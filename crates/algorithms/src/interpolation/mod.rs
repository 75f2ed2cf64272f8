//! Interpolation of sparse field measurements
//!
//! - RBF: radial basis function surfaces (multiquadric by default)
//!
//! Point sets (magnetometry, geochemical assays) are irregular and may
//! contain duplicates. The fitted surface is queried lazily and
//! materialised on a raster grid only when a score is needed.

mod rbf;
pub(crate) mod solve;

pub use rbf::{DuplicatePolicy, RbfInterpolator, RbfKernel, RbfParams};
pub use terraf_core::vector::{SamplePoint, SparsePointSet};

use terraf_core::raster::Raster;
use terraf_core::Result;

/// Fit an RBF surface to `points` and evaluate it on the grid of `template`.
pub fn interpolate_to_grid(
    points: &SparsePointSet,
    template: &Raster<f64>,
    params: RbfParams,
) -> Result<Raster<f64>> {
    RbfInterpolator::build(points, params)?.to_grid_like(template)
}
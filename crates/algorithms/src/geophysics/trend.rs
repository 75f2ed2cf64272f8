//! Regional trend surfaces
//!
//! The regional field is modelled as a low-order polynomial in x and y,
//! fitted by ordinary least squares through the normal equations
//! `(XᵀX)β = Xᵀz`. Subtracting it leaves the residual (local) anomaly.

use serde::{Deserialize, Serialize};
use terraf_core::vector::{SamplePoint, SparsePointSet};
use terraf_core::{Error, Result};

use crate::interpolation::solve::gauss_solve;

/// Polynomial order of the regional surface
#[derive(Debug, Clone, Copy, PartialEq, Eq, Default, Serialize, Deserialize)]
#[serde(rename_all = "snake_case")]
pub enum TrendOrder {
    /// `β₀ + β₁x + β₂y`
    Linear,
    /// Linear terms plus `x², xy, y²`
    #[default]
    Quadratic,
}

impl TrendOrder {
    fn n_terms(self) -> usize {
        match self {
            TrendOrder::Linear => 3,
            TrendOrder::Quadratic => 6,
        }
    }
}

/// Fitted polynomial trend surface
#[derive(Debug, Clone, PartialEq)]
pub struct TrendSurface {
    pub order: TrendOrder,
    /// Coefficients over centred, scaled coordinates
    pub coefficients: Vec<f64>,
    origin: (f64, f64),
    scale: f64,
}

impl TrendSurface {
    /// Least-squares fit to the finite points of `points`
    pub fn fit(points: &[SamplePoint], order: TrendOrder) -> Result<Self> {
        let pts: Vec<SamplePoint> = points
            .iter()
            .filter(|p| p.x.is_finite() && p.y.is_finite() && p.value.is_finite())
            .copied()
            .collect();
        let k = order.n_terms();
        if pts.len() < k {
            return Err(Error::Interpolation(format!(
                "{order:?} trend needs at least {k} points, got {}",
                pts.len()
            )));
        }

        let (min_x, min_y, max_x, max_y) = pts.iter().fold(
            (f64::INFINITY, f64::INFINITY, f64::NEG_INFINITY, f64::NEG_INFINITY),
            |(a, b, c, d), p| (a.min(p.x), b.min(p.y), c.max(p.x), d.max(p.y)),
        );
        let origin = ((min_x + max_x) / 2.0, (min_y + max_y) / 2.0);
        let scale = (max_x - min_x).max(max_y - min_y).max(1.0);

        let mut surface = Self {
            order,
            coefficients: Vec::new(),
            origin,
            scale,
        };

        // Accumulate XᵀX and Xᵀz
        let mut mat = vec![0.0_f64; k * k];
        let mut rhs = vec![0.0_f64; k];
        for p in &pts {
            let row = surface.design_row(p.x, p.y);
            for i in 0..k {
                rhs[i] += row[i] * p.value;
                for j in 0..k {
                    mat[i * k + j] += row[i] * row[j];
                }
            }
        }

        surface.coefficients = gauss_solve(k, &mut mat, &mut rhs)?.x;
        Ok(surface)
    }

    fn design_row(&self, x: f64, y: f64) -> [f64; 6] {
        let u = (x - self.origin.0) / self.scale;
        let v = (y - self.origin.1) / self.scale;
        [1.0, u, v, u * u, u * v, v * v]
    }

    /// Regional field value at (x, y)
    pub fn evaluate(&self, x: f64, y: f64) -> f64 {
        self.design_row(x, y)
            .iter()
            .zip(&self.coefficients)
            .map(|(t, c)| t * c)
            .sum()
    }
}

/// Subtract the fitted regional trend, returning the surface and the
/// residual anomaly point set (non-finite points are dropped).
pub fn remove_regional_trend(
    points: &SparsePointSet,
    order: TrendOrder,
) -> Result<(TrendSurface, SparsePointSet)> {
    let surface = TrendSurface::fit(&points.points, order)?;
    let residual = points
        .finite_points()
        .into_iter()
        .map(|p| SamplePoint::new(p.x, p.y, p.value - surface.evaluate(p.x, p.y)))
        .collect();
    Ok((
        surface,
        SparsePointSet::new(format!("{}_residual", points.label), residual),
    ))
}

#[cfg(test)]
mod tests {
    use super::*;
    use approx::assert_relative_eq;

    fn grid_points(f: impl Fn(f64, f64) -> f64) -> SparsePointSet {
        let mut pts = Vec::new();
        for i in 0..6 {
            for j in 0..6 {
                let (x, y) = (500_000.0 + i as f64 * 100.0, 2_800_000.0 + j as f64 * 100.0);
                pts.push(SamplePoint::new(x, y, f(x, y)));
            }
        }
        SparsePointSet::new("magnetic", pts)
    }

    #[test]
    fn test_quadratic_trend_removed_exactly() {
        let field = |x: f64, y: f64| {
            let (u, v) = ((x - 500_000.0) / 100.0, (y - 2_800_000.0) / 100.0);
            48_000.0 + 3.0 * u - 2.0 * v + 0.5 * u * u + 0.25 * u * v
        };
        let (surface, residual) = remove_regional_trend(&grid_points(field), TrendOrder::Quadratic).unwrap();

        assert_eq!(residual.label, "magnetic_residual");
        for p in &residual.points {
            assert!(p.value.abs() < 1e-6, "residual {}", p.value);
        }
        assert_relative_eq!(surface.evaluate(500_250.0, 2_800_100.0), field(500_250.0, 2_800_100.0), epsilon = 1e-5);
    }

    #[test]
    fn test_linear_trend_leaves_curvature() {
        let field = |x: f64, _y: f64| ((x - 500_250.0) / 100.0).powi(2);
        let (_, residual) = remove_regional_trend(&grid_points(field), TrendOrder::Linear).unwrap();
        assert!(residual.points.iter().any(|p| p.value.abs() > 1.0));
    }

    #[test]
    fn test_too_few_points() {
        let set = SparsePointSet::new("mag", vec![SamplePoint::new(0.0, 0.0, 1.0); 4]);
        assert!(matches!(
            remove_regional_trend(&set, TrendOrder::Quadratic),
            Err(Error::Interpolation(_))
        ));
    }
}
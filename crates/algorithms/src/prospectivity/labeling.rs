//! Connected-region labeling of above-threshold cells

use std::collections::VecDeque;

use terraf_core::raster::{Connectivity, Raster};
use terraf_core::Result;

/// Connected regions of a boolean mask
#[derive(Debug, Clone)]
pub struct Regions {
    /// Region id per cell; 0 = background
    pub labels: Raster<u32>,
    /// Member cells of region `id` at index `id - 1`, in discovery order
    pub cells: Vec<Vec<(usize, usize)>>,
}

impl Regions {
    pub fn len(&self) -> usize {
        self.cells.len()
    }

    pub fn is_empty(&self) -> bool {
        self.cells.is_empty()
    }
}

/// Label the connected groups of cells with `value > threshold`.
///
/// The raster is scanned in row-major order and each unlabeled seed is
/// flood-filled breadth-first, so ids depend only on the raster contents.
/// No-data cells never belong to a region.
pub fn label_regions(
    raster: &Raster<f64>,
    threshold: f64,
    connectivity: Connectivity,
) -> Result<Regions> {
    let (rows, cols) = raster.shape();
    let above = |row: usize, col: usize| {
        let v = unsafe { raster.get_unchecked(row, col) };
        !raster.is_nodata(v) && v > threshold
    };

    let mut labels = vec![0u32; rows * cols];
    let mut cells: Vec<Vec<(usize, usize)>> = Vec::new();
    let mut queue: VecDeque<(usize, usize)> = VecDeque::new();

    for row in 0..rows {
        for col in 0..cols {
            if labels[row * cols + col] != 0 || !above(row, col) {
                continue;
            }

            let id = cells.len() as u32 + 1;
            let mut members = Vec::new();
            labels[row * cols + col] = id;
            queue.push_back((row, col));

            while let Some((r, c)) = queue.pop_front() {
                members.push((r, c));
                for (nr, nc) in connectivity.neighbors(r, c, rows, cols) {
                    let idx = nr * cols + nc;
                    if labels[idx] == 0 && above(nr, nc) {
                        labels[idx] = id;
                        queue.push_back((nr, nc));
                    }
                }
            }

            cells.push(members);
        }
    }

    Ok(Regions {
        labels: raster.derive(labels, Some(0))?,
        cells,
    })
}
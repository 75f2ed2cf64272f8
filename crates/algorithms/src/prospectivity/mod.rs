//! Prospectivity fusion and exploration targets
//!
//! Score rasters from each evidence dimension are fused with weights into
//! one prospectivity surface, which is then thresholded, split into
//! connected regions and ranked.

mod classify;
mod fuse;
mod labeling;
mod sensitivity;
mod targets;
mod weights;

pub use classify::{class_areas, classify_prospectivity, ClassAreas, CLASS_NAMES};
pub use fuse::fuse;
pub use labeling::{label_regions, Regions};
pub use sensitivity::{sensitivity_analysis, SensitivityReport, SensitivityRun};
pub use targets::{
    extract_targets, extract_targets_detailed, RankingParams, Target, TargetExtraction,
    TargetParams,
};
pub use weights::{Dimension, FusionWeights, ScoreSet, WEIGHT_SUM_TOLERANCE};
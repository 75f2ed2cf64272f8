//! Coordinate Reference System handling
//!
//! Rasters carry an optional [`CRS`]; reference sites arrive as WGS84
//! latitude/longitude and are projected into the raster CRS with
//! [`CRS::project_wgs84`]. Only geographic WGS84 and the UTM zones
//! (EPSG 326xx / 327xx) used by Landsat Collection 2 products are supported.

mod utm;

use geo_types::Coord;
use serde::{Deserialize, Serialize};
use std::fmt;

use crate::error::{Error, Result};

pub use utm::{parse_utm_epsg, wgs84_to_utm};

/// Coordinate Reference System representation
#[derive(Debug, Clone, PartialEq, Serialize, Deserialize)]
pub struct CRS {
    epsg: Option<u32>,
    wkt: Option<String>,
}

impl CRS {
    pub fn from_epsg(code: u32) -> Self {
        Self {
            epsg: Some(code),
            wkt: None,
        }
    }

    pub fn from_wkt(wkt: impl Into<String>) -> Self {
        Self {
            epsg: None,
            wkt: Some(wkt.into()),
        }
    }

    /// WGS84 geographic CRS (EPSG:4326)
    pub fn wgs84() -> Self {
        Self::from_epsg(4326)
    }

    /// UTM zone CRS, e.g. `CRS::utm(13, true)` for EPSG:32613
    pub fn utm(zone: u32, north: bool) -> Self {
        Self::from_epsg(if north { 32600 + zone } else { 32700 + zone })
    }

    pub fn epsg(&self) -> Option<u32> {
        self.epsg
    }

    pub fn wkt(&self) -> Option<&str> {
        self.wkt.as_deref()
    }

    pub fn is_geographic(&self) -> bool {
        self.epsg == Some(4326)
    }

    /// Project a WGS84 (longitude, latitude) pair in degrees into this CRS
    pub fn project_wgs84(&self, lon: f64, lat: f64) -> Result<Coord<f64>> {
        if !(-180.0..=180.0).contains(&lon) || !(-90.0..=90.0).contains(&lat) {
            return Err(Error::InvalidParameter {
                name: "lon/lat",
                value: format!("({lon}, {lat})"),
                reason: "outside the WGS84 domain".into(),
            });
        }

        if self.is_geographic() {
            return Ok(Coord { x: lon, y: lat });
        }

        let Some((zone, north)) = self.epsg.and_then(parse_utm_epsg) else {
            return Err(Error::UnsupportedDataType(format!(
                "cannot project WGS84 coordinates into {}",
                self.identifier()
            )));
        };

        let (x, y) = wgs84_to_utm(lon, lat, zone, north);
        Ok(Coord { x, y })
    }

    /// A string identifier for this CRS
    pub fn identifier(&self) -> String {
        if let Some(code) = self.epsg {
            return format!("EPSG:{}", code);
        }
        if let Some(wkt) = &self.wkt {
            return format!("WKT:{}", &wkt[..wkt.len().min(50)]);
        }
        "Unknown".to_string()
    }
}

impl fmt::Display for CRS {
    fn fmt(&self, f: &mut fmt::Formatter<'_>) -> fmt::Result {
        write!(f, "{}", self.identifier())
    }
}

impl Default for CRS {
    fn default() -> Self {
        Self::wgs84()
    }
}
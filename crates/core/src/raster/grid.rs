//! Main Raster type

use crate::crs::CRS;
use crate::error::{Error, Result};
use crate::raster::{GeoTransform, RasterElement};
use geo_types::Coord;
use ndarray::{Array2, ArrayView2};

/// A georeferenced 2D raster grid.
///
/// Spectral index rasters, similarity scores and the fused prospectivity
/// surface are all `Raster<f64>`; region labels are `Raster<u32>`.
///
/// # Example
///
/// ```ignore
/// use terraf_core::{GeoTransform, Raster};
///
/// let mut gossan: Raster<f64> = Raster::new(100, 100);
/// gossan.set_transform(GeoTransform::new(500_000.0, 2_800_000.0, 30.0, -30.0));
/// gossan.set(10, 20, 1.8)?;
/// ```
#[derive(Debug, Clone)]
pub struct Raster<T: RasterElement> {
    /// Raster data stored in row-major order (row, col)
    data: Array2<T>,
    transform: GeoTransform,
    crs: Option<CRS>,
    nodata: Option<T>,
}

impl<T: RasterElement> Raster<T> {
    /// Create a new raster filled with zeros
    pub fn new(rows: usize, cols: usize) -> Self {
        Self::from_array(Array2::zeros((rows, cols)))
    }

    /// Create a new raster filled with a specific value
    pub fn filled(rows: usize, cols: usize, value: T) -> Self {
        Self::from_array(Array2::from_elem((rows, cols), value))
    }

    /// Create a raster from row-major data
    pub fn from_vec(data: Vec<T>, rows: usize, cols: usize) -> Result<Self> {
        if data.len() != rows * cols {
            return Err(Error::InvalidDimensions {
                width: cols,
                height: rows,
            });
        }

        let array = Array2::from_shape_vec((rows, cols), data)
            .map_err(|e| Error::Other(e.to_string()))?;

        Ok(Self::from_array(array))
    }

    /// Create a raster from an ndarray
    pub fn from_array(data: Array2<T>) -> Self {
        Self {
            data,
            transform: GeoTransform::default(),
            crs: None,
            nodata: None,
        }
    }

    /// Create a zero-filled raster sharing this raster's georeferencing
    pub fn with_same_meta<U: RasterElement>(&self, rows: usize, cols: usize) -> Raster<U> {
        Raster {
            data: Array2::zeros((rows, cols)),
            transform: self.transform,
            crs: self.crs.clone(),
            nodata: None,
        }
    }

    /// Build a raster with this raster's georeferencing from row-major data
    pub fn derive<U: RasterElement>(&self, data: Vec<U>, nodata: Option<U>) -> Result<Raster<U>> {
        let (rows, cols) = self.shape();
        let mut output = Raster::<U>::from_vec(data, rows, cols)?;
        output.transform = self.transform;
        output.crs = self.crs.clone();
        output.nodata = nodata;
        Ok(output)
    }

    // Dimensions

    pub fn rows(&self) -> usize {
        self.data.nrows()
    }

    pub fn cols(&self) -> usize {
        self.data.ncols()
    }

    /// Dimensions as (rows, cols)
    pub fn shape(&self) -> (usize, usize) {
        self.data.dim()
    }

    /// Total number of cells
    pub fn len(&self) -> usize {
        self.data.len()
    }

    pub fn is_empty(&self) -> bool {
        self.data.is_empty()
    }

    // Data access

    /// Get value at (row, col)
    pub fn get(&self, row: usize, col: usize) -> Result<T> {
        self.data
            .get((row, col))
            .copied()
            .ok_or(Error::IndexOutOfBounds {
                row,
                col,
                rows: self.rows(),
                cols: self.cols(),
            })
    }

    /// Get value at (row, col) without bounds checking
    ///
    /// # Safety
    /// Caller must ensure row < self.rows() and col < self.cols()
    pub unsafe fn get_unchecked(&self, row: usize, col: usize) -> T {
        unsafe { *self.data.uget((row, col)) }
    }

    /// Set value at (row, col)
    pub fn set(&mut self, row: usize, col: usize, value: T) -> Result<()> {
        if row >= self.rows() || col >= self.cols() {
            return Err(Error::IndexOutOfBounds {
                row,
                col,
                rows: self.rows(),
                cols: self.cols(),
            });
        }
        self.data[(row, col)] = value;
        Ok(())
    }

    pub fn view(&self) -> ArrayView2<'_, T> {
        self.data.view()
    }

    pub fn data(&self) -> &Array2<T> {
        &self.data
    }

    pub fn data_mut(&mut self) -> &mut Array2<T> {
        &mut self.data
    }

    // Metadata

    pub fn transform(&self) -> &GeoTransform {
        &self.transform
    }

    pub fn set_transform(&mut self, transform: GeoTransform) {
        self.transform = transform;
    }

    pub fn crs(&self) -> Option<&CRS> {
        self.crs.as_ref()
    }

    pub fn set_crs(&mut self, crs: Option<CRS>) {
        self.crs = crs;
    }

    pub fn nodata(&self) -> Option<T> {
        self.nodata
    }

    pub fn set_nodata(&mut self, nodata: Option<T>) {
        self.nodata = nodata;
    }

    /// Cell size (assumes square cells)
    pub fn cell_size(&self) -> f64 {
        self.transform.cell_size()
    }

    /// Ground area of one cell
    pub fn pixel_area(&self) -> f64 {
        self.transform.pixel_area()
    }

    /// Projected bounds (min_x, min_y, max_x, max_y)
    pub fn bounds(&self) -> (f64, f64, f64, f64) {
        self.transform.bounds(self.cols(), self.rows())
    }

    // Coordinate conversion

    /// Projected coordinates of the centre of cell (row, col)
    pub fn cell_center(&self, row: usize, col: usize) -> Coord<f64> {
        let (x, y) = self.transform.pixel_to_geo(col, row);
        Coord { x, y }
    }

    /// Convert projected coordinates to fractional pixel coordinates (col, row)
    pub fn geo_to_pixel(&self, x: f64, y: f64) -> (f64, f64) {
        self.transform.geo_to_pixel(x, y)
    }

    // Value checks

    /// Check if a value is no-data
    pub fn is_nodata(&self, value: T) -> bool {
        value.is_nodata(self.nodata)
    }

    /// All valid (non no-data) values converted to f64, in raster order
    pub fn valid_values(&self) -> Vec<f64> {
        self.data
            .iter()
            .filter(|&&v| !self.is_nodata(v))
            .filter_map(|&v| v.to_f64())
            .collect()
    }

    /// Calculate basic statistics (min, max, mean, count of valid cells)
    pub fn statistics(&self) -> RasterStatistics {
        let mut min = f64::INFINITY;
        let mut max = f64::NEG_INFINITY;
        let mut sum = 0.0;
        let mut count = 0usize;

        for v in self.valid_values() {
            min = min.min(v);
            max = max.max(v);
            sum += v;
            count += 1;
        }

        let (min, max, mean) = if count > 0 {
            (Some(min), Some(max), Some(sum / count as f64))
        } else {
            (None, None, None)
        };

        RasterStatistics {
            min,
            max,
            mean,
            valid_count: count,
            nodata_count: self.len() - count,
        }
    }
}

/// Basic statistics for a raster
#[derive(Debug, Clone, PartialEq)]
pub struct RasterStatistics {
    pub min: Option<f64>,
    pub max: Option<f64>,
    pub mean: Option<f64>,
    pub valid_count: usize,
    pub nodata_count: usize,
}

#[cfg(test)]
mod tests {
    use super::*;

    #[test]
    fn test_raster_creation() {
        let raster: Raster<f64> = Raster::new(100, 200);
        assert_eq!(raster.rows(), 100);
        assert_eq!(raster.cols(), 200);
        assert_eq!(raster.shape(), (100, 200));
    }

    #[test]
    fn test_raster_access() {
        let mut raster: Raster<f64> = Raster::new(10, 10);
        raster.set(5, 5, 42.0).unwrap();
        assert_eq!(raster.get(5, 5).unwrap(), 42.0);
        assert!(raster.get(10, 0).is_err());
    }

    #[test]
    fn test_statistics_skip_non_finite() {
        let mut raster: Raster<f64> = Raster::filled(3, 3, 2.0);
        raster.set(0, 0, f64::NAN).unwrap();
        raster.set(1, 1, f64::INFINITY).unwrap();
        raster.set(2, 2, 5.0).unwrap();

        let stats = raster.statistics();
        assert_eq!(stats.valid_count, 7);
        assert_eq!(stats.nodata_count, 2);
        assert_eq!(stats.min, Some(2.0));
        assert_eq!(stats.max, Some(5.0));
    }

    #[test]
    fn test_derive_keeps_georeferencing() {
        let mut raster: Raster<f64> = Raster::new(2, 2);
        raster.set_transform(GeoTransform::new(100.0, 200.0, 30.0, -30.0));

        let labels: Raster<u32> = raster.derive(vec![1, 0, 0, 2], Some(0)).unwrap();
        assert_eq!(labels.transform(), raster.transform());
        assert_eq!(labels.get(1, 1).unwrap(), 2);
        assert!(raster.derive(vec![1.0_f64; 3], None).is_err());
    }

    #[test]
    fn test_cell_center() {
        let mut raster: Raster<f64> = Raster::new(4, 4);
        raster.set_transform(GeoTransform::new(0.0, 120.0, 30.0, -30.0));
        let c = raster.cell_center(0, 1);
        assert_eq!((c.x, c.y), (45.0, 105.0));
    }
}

_WHAT TO WORK ON_
Within the data above, how many lines contain "TrendSurface"? Respond with the tally alone.

_RESULT OF THE TASK_
4